Animal and Human Bites - Home Treatment

Minor animal and human bites usually can be treated at home. If you do not have an increased chance of getting an infection, do not have other injuries, and do not need treatment by a doctor or a tetanus shot, you can clean and bandage a bite at home.

Treat bleeding

Stop the bleeding camera.gif with direct pressure to the wound.

After you have stopped the bleeding, check your symptoms to determine if and when you need to see your doctor.

Clean the wound

Clean the animal or human bite as soon as possible to reduce the chance of infection and scarring.

  • Wash the wound for 5 minutes with large amounts of clean water.
  • Don't use rubbing alcohol, hydrogen peroxide, iodine, or Mercurochrome, which can harm the tissue and slow healing.

Some bites cause only bruising (contusions) at the bite site but do not break the skin. These bites usually do not become infected.

Stitches, staples, or skin adhesives (also called liquid skin)

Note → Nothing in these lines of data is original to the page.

impl<'a, S: DiagnosticSink> DialResolver<'a, S> {
    pub fn new(width: i32, height: i32, context: &'a RenderContext, sink: &'a mut S) -> Self {
        DialResolver {
            width,
            height,
            context,
            sink,
            number_format: NumberFormat::default(),
        }
    }

    /// Number format used when seeding the value from tabular data.
    pub fn with_number_format(mut self, number_format: NumberFormat) -> Self {
        self.number_format = number_format;
        self
    }

    /// Parse an XML string and resolve the dial definition inside it.
    pub fn resolve_str(&mut self, xml: &str, value: f64) -> Result<DialConfiguration, DialError> {
        let root = parse_document(xml)?;
        self.resolve_document(&root, value)
    }

    /// Resolve a document whose `<dial>` element may sit anywhere in the
    /// tree, seeding the model with a caller-supplied value. Bounds are
    /// auto-ranged from the value unless the document opts out via
    /// `<range-limited>false</range-limited>`.
    pub fn resolve_document(
        &mut self,
        root: &Element,
        value: f64,
    ) -> Result<DialConfiguration, DialError> {
        let dial = root.descendant("dial").ok_or(DialError::MissingDial)?;
        let mut model = RangeModel::unbounded(value);
        model.set_range_limited(range_limited_flag(dial));
        model.derive_min_max(value);
        self.resolve_dial(dial, model)
    }

    /// Resolve a dial node, seeding value and bounds from tabular data.
    ///
    /// `by_row = false` pivots the grid first. The first row's numeric cells
    /// supply the value (cell 0) and, when the raw row has at least three
    /// cells, explicit bounds (cells 1 and 2); shorter rows auto-range from
    /// the value alone. Absent or empty data leaves the model at its
    /// defaults and reports a no-data diagnostic.
    pub fn resolve_with_data(
        &mut self,
        dial: &Element,
        data: Option<&DataGrid>,
        by_row: bool,
    ) -> Result<DialConfiguration, DialError> {
        let mut model = RangeModel::unbounded(0.0);
        let pivoted;
        let grid = match (data, by_row) {
            (Some(grid), true) => Some(grid),
            (Some(grid), false) => {
                pivoted = grid.pivot();
                Some(&pivoted)
            }
            (None, _) => None,
        };
        match grid.and_then(DataGrid::first_row) {
            Some(row) => self.seed_from_row(dial, row, &mut model)?,
            None => self.sink.report(Diagnostic::NoData),
        }
        self.resolve_dial(dial, model)
    }

    fn seed_from_row(
        &mut self,
        dial: &Element,
        row: &[Cell],
        model: &mut RangeModel,
    ) -> Result<(), DialError> {
        let numbers = to_numbers(row, &self.number_format);
        let value = *numbers.first().ok_or(DialError::NoNumericData)?;
        if row.len() >= 3 {
            let minimum = numbers.get(1).copied().ok_or(DialError::MissingBounds)?;
            let maximum = numbers.get(2).copied().ok_or(DialError::MissingBounds)?;
            if minimum > maximum {
                return Err(DialError::InvertedBounds { minimum, maximum });
            }
            model.set_bounds(minimum, maximum);
        } else {
            model.set_range_limited(range_limited_flag(dial));
            model.derive_min_max(value);
        }
        model.set_value(value);
        Ok(())
    }

    fn resolve_dial(
        &mut self,
        dial: &Element,
        model: RangeModel,
    ) -> Result<DialConfiguration, DialError> {
        let mut config = DialConfiguration::new(model);

        if let Some(units) = dial.child_text("units") {
            config.units = Some(units.to_string());
        }

        if let Some(paint) = self.resolve_background(dial, "background-color", "chart-background")
        {
            config.chart_background = paint;
        }
        if let Some(paint) =
            self.resolve_background(dial, "plot-background-color", "plot-background")
        {
            config.plot_background = paint;
        }

        if let Some(color) = solid_color(dial, "needle-color") {
            config.needle_paint = Paint::Solid(color);
        }
        if let Some(color) = solid_color(dial, "tick-color") {
            config.tick_paint = Paint::Solid(color);
        }
        if let Some(text) = dial.child_text("tick-interval") {
            config.tick_size = parse_i32("tick-interval", text)?;
        }
        if let Some(color) = solid_color(dial, "value-color") {
            config.value_paint = Paint::Solid(color);
        }
        if let Some(shape) = dial.child_text("dial-shape").and_then(DialShape::parse) {
            config.dial_shape = shape;
        }

        config.title_font = resolve_category_font(dial.child("title-font"))?;
        config.value_font = resolve_category_font(dial.child("domain-tick-font"))?;
        if let Some(node) = dial.child("legend-font") {
            config.legend_font = resolve_font(node);
        }
        if let Some(text) = dial.child_text("display-legend-border") {
            config.legend_border_visible = text.eq_ignore_ascii_case("true");
        }
        config.background_alpha = optional_f32(dial, "background-alpha")?;
        config.foreground_alpha = optional_f32(dial, "foreground-alpha")?;

        self.resolve_intervals(dial, &mut config.range)?;
        self.resolve_subtitles(dial, &mut config.subtitles);

        debug!(
            minimum = config.range.minimum(),
            maximum = config.range.maximum(),
            intervals = config.range.intervals().len(),
            "resolved dial definition"
        );
        Ok(config)
    }

    /// Background precedence shared by the chart, plot, and interval call
    /// sites: a direct color leaf wins when present and non-empty (with a
    /// deprecation diagnostic), else a typed descriptor node is consulted,
    /// else no paint resolves and the built-in default stands.
    fn resolve_background(
        &mut self,
        node: &Element,
        color_name: &str,
        descriptor_name: &str,
    ) -> Option<Paint> {
        if let Some(text) = node.child_text(color_name) {
            if !text.is_empty() {
                self.sink.report(Diagnostic::DeprecatedProperty {
                    deprecated: color_name.to_string(),
                    replacement: descriptor_name.to_string(),
                });
                return Color::parse(text).map(Paint::Solid);
            }
        }
        let descriptor = node.child(descriptor_name)?;
        match descriptor.attribute("type") {
            Some("texture") => texture_paint(descriptor, self.width, self.height, self.context),
            Some("gradient") => gradient_paint(descriptor, self.width, self.height),
            _ => None,
        }
    }

    /// Flat `<interval>` children win over an `<intervals>` container; the
    /// flat form is deprecated and reported. Intervals reach the model in
    /// document order, since the first one seeds the bounds in clamped mode.
    fn resolve_intervals(
        &mut self,
        dial: &Element,
        model: &mut RangeModel,
    ) -> Result<(), DialError> {
        let flat: Vec<&Element> = dial.children("interval").collect();
        let nodes = if flat.is_empty() {
            match dial.child("intervals") {
                Some(container) => container.children("interval").collect(),
                None => Vec::new(),
            }
        } else {
            self.sink.report(Diagnostic::DeprecatedChild {
                deprecated: "interval".to_string(),
                container: "intervals".to_string(),
            });
            flat
        };
        for node in nodes {
            let interval = self.resolve_interval(node)?;
            model.add_interval(interval);
        }
        Ok(())
    }

    fn resolve_interval(&mut self, node: &Element) -> Result<Interval, DialError> {
        let label = required_text(node, "label")?.to_string();
        let lower = required_f64(node, "minimum")?;
        let upper = required_f64(node, "maximum")?;
        if lower > upper {
            return Err(DialError::InvertedRange {
                label,
                lower,
                upper,
            });
        }
        let fill = self.resolve_background(node, "color", "interval-background");
        let outline_text = required_text(node, "text-color")?;
        let outline = Color::parse(outline_text).ok_or_else(|| DialError::InvalidColor {
            element: "text-color".to_string(),
            text: outline_text.to_string(),
        })?;
        let outline_width = match node.child_text("stroke-width") {
            Some(text) => finite_f32("stroke-width", text)?,
            None => 1.0,
        };
        Ok(Interval {
            label,
            range: Range::new(lower, upper),
            outline,
            outline_width,
            fill,
        })
    }

    /// Same list-vs-container precedence as intervals, for `<subtitle>`.
    fn resolve_subtitles(&mut self, dial: &Element, subtitles: &mut Vec<String>) {
        let flat: Vec<&Element> = dial.children("subtitle").collect();
        let nodes = if flat.is_empty() {
            match dial.child("subtitles") {
                Some(container) => container.children("subtitle").collect(),
                None => Vec::new(),
            }
        } else {
            self.sink.report(Diagnostic::DeprecatedChild {
                deprecated: "subtitle".to_string(),
                container: "subtitles".to_string(),
            });
            flat
        };
        for node in nodes {
            subtitles.push(node.text().to_string());
        }
    }
}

Determine whether your bite needs to be treated by a doctor. Bites may need to be closed with sutures, staples, or skin adhesives so that they won't leave a large scar. Bites to the hand are not usually closed because closing the bite wound may increase your chance of having an infection. Cat bites are rarely closed because they are usually no larger than a puncture.

Your doctor will tell you how to take care of your stitches or staples and when to return to have them removed. Skin adhesives usually do not need to be removed, but your doctor may wish to see you to check on the wound. Be sure to carefully follow your doctor's instructions. If you are unsure of how to care for your wound or have questions, call your doctor for instructions.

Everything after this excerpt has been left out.